Hoy todavía sigue causando extrañeza que alguien de más de 30 años no haya formalizado una relación o no se haya casado. Y esas ideas, dan paso a las burlas para las personas que se atreven a empezar una carrera, cambiar de profesión o explorar una nueva vocación cuando son adultas.
“¿Así que ahora estudias teatro?”, me dijo recientemente un excompañero de la universidad. “¿Si te graduaste de diseño, para qué te vas a meter en eso?”, dándome a entender que “a estas alturas del partido” yo ya tendría que haber tomado una decisión inmodificable respecto al oficio que elegí en mi vida.
En su cabeza tenía, o tiene, la convicción que una vez pasada cierta edad, solo queda rendirse a lo poco o mucho que se ha hecho. Le hablé entonces de Fabian Zitta, un diseñador de modas argentino que estudió medicina y se especializó en Anestesiología, pero que después de mucho tiempo de formación académica, giró su vida hacia su pasión y ahora presenta sus creaciones sobre las pasarelas de varios países.
Luego le conté la historia de mi amiga María que, llevando una exitosa carrera en Ingeniería de Petróleos, renunció a un importante y bien remunerado trabajo y se dedicó a escribir cuentos para niños.
La edad y la montaña
El fin de semana pasado fui a conocer un lugar hermoso: el monte Fitz Roy (ubicado en la Patagonia, en el límite entre Argentina y Chile).
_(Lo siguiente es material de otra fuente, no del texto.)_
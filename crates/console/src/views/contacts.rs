use crate::app::{App, Focus};
use crate::theme::Theme;
use botdesk_core::types::ContactKind;
use ratatui::prelude::*;
use ratatui::widgets::{List, ListItem, Paragraph};

pub fn render(frame: &mut Frame, app: &mut App, area: Rect) {
    let filter_label = match app.type_filter.as_deref() {
        None => "all",
        Some("group") => "groups",
        Some("private") => "private",
        Some(other) => other,
    };
    let block = if app.focus == Focus::Contacts {
        Theme::block_accent()
    } else {
        Theme::block()
    }
    .title(format!(" Contacts ({filter_label}) "))
    .padding(Theme::PADDING_COMPACT);
    let inner = block.inner(area);
    frame.render_widget(block, area);

    if app.stores.contacts.is_loading(&app.type_filter) && app.contacts().is_empty() {
        frame.render_widget(
            Paragraph::new("Loading contacts...").style(Style::new().fg(Theme::TEXT_MUTED)),
            inner,
        );
        return;
    }

    if let Some(err) = app.stores.contacts.error(&app.type_filter) {
        if app.contacts().is_empty() {
            frame.render_widget(
                Paragraph::new(vec![
                    Line::styled("Failed to load contacts", Style::new().fg(Theme::ACCENT_RED)),
                    Line::styled(err.to_string(), Style::new().fg(Theme::TEXT_MUTED)),
                    Line::raw(""),
                    Line::styled("r to retry", Style::new().fg(Theme::TEXT_KEY_DESC)),
                ])
                .wrap(ratatui::widgets::Wrap { trim: true }),
                inner,
            );
            return;
        }
    }

    if app.contacts().is_empty() {
        frame.render_widget(
            Paragraph::new("No contacts").style(Style::new().fg(Theme::TEXT_MUTED)),
            inner,
        );
        return;
    }

    let selected_identity = app.selected_contact.clone();
    let items: Vec<ListItem> = app
        .contacts()
        .iter()
        .map(|contact| {
            let (badge, badge_color) = match contact.kind {
                Some(ContactKind::Group) => ("[G]", Theme::BADGE_GROUP),
                Some(ContactKind::Private) => ("[P]", Theme::BADGE_PRIVATE),
                _ => ("[?]", Theme::TEXT_MUTED),
            };
            let active = selected_identity.as_deref() == Some(contact.identity.as_str());
            let name_style = if active {
                Style::new().fg(Theme::ACCENT_BLUE).bold()
            } else {
                Style::new().fg(Theme::TEXT_PRIMARY)
            };
            ListItem::new(Line::from(vec![
                Span::styled(badge, Style::new().fg(badge_color)),
                Span::raw(" "),
                Span::styled(contact.label(), name_style),
            ]))
        })
        .collect();

    let list = List::new(items).highlight_style(
        Style::new()
            .bg(Theme::BORDER_NORMAL)
            .add_modifier(Modifier::BOLD),
    );
    frame.render_stateful_widget(list, inner, &mut app.contacts_state);
}
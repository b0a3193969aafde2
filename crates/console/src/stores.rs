//! The console's server-backed resource caches.
//!
//! One typed cache per resource kind; the key is the request parameter tuple.
//! Switching contact or type filter changes the key, which the caches treat
//! as a distinct entity — the old entry stays cached for instant
//! back-navigation while the new key triggers its own fetch.

use botdesk_api::VectorDbListResponse;
use botdesk_core::types::{Contact, HistoryRecord};

use crate::cache::ResourceCache;

/// Contacts are keyed by the optional type filter ("group"/"private").
pub type ContactsKey = Option<String>;

#[derive(Default)]
pub struct Stores {
    pub contacts: ResourceCache<ContactsKey, Vec<Contact>>,
    pub history: ResourceCache<String, Vec<HistoryRecord>>,
    pub reply: ResourceCache<String, bool>,
    pub vector_dbs: ResourceCache<(), VectorDbListResponse>,
}

impl Stores {
    pub fn new() -> Self {
        Self::default()
    }
}
//! Sessmig - one-shot session cache migration
//!
//! This library moves active session records from a namespaced
//! key-value cache into a relational store that uses a different
//! internal representation for the same logical data. It is built to
//! run exactly once, without disrupting users with live sessions, and
//! to be safe to re-run if interrupted partway through.
//!
//! # Architecture
//!
//! The library is organized into the following modules:
//!
//! - `store`: source and destination store capabilities (traits plus
//!   the sled and SQLite implementations)
//! - `migrate`: the pure transform, per-key outcomes, and the runner
//!   that orchestrates a whole migration
//! - `config`: configuration management and validation
//! - `error`: error types and result aliases
//! - `cli`: command-line interface definition
//! - `commands`: CLI command handlers
//!
//! # Example
//!
//! ```no_run
//! use sessmig::migrate::MigrationRunner;
//! use sessmig::store::{SledCache, SqliteDestination};
//!
//! fn main() -> anyhow::Result<()> {
//!     let source = SledCache::open("data/session_cache")?;
//!     let dest = SqliteDestination::new_with_path("data/sessions.db")?;
//!
//!     let runner = MigrationRunner::new(&source, &dest);
//!     let report = runner.run("session:")?;
//!     println!("migrated {} of {} sessions", report.migrated, report.total);
//!     Ok(())
//! }
//! ```

pub mod cli;
pub mod commands;
pub mod config;
pub mod error;
pub mod migrate;
pub mod store;

// Re-export commonly used types
pub use config::Config;
pub use error::{Result, SessmigError};
pub use migrate::{MigrationOutcome, MigrationReport, MigrationRunner};
pub use store::{SessionKey, SessionRecord, SledCache, SqliteDestination};
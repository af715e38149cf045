//! Configuration management for Sessmig
//!
//! This module handles loading, parsing, validating, and managing
//! configuration from files, environment variables, and CLI overrides.

use crate::error::{Result, SessmigError};
use serde::{Deserialize, Serialize};
use std::path::Path;

/// Main configuration structure for Sessmig
///
/// Holds everything a migration run needs: where the source cache
/// lives, which namespace to migrate, and where the destination
/// database goes.
#[derive(Debug, Clone, Serialize, Deserialize)]
pub struct Config {
    /// Source cache configuration
    #[serde(default)]
    pub source: SourceConfig,
    /// Destination store configuration
    #[serde(default)]
    pub destination: DestinationConfig,
}

/// Source cache configuration
#[derive(Debug, Clone, Serialize, Deserialize)]
pub struct SourceConfig {
    /// Path to the sled cache database directory
    #[serde(default = "default_cache_path")]
    pub cache_path: String,

    /// Namespace prefix that scopes session keys within the cache
    #[serde(default = "default_prefix")]
    pub prefix: String,
}

fn default_cache_path() -> String {
    "data/session_cache".to_string()
}

fn default_prefix() -> String {
    "session:".to_string()
}

impl Default for SourceConfig {
    fn default() -> Self {
        Self {
            cache_path: default_cache_path(),
            prefix: default_prefix(),
        }
    }
}

/// Destination store configuration
#[derive(Debug, Clone, Default, Serialize, Deserialize)]
pub struct DestinationConfig {
    /// Path to the SQLite database file.
    ///
    /// When unset, the database lands in the user's data directory
    /// (or wherever `SESSMIG_DEST_DB` points).
    #[serde(default)]
    pub db_path: Option<String>,
}

impl Config {
    /// Load configuration with the following precedence:
    /// 1. Configuration file (YAML)
    /// 2. Environment variables
    /// 3. CLI arguments (highest priority)
    ///
    /// # Errors
    ///
    /// Returns error if the file cannot be read or parsed
    pub fn load(path: &str, cli: &crate::cli::Cli) -> Result<Self> {
        let mut config = if Path::new(path).exists() {
            Self::from_file(path)?
        } else {
            tracing::warn!("Config file not found at {}, using defaults", path);
            Self::default()
        };

        config.apply_env_vars();
        config.apply_cli_overrides(cli);

        Ok(config)
    }

    fn from_file(path: &str) -> Result<Self> {
        let contents = std::fs::read_to_string(path)
            .map_err(|e| SessmigError::Config(format!("Failed to read config file: {}", e)))?;
        serde_yaml::from_str(&contents)
            .map_err(|e| SessmigError::Config(format!("Failed to parse config: {}", e)).into())
    }

    fn apply_env_vars(&mut self) {
        if let Ok(cache_path) = std::env::var("SESSMIG_CACHE_PATH") {
            tracing::debug!(cache_path = %cache_path, "Env override: SESSMIG_CACHE_PATH");
            self.source.cache_path = cache_path;
        }

        if let Ok(prefix) = std::env::var("SESSMIG_PREFIX") {
            tracing::debug!(prefix = %prefix, "Env override: SESSMIG_PREFIX");
            self.source.prefix = prefix;
        }

        if let Ok(db_path) = std::env::var("SESSMIG_DEST_DB") {
            tracing::debug!(db_path = %db_path, "Env override: SESSMIG_DEST_DB");
            self.destination.db_path = Some(db_path);
        }
    }

    fn apply_cli_overrides(&mut self, cli: &crate::cli::Cli) {
        if let Some(cache_path) = &cli.cache {
            self.source.cache_path = cache_path.clone();
        }

        if let Some(db_path) = &cli.dest {
            self.destination.db_path = Some(db_path.clone());
        }
    }

    /// Validate the configuration
    ///
    /// # Errors
    ///
    /// Returns error if any validation check fails
    pub fn validate(&self) -> Result<()> {
        if self.source.cache_path.is_empty() {
            return Err(SessmigError::Config("cache_path cannot be empty".to_string()).into());
        }

        if self.source.prefix.is_empty() {
            return Err(SessmigError::Config(
                "namespace prefix cannot be empty: an unscoped scan would sweep \
                 every key in the cache"
                    .to_string(),
            )
            .into());
        }

        Ok(())
    }
}

impl Default for Config {
    fn default() -> Self {
        Self {
            source: SourceConfig::default(),
            destination: DestinationConfig::default(),
        }
    }
}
El trayecto para llegar a la zona más alta es de 13 kilómetros.
Son más de cinco horas de caminata sobre un terreno bastante empinado. Me encantó encontrar durante todo el recorrido hombres y mujeres de edades avanzadas, entre 65 y 75 años, que subían y bajaban por la pendiente.
Personas que si uno se cruzara por la calle, no creería capaces de hacer un ascenso como ese, porque presume que a ellos/as ya solo les queda la quietud de la mecedora con el chal sobre las piernas.
¡Ojo! Están también los que se sientan jóvenes en la mecedora y se ponen el chal desde antes: se perciben y se llaman a sí mismos “viejos”. Igualmente, los que quieren mandarnos a sentar y nos mecen a punta de comentarios irónicos.
No quiero cerrar mi entrada hablando como un libro de autoayuda, pero a medida que pasa el tiempo, para mí es más evidente que nunca es tarde para empezar a vivir de la manera en la que uno realmente quiere.
Afuera hay gente que se ríe de que pasada cierta edad alguien se inscriba para estudiar y del adulto mayor que baila en medio de la pista. También están quienes asumen el sentido del humor como inmadurez o que están atentos a descubrir cuántos años tenemos para pasar a decirnos: “¡cómo te conservas de bien!”, “¿por qué todavía no te has casado?”, “¿ya eres gerente?” o “¿ya cambiaste de carro?”
A pesar de estas personas que, como piedras, se interponen para impedir que sigamos descubriendo y buscando nuestra propia cima, muchas historias demuestran que vale la pena arriesgarse y cambiar el curso de la vida, cuando uno quiera.